● **Goal of the exercise**
Please write out, exactly, every line of the listing from its first line through the one that includes "use crate::normalize::CallNormalizer;".

● **Input**

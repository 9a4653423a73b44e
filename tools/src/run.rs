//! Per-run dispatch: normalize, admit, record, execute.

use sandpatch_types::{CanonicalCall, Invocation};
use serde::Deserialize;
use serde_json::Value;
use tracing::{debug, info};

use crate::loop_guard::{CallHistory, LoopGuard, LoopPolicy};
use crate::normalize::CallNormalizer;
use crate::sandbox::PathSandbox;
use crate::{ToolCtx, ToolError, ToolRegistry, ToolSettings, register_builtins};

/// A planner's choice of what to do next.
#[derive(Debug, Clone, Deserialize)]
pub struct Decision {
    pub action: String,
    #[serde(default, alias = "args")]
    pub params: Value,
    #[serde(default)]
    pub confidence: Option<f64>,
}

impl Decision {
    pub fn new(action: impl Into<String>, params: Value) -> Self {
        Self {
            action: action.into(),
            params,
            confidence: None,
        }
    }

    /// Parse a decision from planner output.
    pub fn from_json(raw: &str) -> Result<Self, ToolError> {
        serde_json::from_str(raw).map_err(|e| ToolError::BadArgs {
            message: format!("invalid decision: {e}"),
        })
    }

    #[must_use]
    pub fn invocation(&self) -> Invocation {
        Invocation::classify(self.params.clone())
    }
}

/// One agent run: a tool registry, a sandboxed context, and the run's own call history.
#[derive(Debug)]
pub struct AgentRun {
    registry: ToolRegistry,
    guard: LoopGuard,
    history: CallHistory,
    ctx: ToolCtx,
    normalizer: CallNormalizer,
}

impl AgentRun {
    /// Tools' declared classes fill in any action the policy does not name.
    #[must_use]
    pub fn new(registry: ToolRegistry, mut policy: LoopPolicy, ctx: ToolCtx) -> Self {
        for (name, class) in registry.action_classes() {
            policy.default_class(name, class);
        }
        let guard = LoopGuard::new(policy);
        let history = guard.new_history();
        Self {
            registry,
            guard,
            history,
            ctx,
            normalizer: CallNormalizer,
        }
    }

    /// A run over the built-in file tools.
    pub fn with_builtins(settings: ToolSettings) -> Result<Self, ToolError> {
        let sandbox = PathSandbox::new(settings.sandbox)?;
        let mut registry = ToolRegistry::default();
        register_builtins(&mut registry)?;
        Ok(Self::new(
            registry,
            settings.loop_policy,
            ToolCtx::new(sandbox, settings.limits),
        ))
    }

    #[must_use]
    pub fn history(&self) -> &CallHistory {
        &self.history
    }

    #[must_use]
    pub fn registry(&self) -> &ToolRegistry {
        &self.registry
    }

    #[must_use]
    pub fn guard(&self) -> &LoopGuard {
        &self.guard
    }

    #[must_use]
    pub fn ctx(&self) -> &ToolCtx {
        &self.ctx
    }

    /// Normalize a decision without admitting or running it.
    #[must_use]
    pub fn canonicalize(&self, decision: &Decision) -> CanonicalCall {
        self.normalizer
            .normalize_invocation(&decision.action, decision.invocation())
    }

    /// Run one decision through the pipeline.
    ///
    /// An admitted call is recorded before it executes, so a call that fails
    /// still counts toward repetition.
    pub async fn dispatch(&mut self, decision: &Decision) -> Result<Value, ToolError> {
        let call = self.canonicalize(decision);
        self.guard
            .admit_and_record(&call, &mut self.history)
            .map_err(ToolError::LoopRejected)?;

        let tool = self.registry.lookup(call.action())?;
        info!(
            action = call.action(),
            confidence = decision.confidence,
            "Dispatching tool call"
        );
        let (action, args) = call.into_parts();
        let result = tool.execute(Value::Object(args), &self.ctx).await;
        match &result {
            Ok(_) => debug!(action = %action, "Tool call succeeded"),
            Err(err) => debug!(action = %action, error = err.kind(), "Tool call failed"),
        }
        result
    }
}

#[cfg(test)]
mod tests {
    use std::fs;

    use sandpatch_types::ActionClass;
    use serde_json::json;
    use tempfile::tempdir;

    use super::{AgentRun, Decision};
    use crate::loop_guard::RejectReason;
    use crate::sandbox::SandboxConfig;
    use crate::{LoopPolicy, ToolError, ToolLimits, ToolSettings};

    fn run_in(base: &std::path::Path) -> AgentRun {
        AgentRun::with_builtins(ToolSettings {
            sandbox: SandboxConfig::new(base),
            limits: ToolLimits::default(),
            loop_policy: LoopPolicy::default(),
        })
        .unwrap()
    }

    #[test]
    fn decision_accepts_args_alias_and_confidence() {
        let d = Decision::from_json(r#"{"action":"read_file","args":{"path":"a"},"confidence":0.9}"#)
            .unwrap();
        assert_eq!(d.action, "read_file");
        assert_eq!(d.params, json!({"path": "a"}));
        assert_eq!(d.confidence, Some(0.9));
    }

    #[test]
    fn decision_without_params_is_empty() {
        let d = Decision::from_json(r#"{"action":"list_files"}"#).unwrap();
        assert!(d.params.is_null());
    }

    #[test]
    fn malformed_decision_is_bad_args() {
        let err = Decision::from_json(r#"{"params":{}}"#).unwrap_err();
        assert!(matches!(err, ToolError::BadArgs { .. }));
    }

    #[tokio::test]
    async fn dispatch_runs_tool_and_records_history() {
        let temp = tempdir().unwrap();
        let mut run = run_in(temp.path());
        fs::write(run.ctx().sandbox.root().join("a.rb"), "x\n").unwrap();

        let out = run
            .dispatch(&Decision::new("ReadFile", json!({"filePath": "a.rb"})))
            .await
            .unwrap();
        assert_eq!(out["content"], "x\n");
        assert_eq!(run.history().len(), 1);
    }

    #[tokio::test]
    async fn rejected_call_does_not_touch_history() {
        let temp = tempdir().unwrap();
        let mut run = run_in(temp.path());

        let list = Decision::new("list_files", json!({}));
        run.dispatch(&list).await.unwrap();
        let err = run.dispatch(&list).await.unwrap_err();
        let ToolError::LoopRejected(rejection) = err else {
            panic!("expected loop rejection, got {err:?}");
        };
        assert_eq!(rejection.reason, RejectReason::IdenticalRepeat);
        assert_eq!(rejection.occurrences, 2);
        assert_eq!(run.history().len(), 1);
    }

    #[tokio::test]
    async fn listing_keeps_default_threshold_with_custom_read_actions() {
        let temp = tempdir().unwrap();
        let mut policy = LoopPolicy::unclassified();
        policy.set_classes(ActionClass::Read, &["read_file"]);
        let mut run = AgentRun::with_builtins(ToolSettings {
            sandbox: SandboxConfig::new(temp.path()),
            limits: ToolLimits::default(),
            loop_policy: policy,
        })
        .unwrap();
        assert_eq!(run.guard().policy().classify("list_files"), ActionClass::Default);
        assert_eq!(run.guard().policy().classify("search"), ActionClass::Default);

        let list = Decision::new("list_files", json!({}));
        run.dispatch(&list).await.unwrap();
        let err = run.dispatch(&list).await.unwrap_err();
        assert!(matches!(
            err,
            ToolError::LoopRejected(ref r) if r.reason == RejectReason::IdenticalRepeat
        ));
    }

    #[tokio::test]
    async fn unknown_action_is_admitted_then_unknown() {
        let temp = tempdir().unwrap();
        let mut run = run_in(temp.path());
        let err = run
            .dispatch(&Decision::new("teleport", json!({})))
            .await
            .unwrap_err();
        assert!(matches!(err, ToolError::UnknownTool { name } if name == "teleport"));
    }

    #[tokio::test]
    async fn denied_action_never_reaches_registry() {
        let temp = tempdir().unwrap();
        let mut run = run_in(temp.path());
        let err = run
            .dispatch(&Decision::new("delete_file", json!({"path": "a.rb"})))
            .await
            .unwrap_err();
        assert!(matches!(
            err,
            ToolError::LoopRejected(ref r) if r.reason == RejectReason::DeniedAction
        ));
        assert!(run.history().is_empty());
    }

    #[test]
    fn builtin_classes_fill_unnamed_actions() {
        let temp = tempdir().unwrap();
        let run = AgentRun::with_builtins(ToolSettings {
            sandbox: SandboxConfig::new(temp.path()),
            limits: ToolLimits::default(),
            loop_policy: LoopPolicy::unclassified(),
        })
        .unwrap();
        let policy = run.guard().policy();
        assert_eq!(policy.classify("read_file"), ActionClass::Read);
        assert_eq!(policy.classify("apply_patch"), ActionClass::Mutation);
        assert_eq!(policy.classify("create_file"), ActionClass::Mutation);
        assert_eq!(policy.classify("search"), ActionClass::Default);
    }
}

● **Worked solution**
repository 9a4653423a73b44e
filename tools/src/run.rs
//! Per-run dispatch: normalize, admit, record, execute.

use sandpatch_types::{CanonicalCall, Invocation};
use serde::Deserialize;
use serde_json::Value;
use tracing::{debug, info};

use crate::loop_guard::{CallHistory, LoopGuard, LoopPolicy};
use crate::normalize::CallNormalizer;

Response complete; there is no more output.